8 de setembro de 2007

monotonias


autor desconhecido


Madrugam os espaços obliquamente transpirados pela tua presença. Segue em espiral o fumo dos cigarros numa subida estéril a confundir-se contra a luz pendurada do tecto. As cinzas amontoam quartas-feiras despojadas da carne e da gula.

São monotonias inscritas a vinho. A uni-ball repousa alarde junto ao bloco de papel branco a imitar mestrias sábias de naturezas mortas. Afago a textura da minha barba e sobra-me preguiça para a noite inteira. Os olhos movem-se de descarada indiferença.

Observas-me bebida por uma sombra de arestas de parede. Ondula a música lacónica. E depois um silêncio invocando mosquitos e o pó das estantes. Vem de novo a música simulando novo acorde para ir morrendo ruidosa, inconsistente.

Seduzo com os dedos o meu baixo-ventre em volúpias desnecessárias como se te ignorasse ou não houvesse o sexo em ti. Encostas o ombro à imobilidade da mesa, sorvida no mesmo canto entre arestas, imprecisa. Monótona. Sem te preocupar dares conta de mim.

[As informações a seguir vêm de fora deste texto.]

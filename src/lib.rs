//! This file is the root of the `tambak_stream` Rust crate.
//!
//! Its responsibilities are strictly limited to:
//! 1.  Declaring all the top-level modules of our library (`pipeline`, `kernels`, etc.)
//!     so the Rust compiler knows they exist.
//! 2.  Re-exporting the types most callers need, so that a streaming pipeline
//!     can be assembled from `tambak_stream::*` alone.

//==================================================================================
// 0. Constants
//==================================================================================
/// The crate version, automatically set from Cargo.toml at compile time.
pub const VERSION: &str = env!("CARGO_PKG_VERSION");
//==================================================================================
// 1. Module Declarations
//==================================================================================
#[macro_use]
mod observability; // Make macros available throughout the crate

pub mod config;
pub mod error;
pub mod kernels;
pub mod pipeline;
pub mod traits;

//==================================================================================
// 2. Public Surface
//==================================================================================
pub use config::{PipelineConfig, StageSpec};
pub use error::TransformError;
pub use kernels::{
    build_stage, gzip_decoder, gzip_encoder, zstd_decoder, zstd_encoder, Base64Decoder,
    Base64Encoder, CompressionEngine, CompressionTransformer, EngineHandle, EngineStatus,
    GzipEngine, ZstdEngine,
};
pub use observability::enable_verbose_logging;
pub use pipeline::{
    pipeline, transform_all, Chain, Pipeline, TransformReader, DEFAULT_CHUNK_SIZE,
};
pub use traits::{read_all, ReadOutcome, ReaderSource, Source, Transformer};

Inspiro o cheiro virgem do bloco de papel branco incinerando-o com o bafo das minhas narinas, de cabeça largada sobre o tampo da mesa, enquanto a preguiça se contém no meu polegar a acariciar-me a glande, desleixada a mão sob os boxers.

Deixo madrugar assim o ambiente até ao cambalear do sono. As pálpebras a inquietarem-se ridículas como moscas em fim de estação. O bocejo transpira tranquilamente perante a tua presença. Gases intestinais, alarves. Escorrega-te já o fino fio de saliva abaixo do queixo.

Vou apagar a luz, numa desordem de gestos pueris, e bebo, conspurcado, o resto do vinho.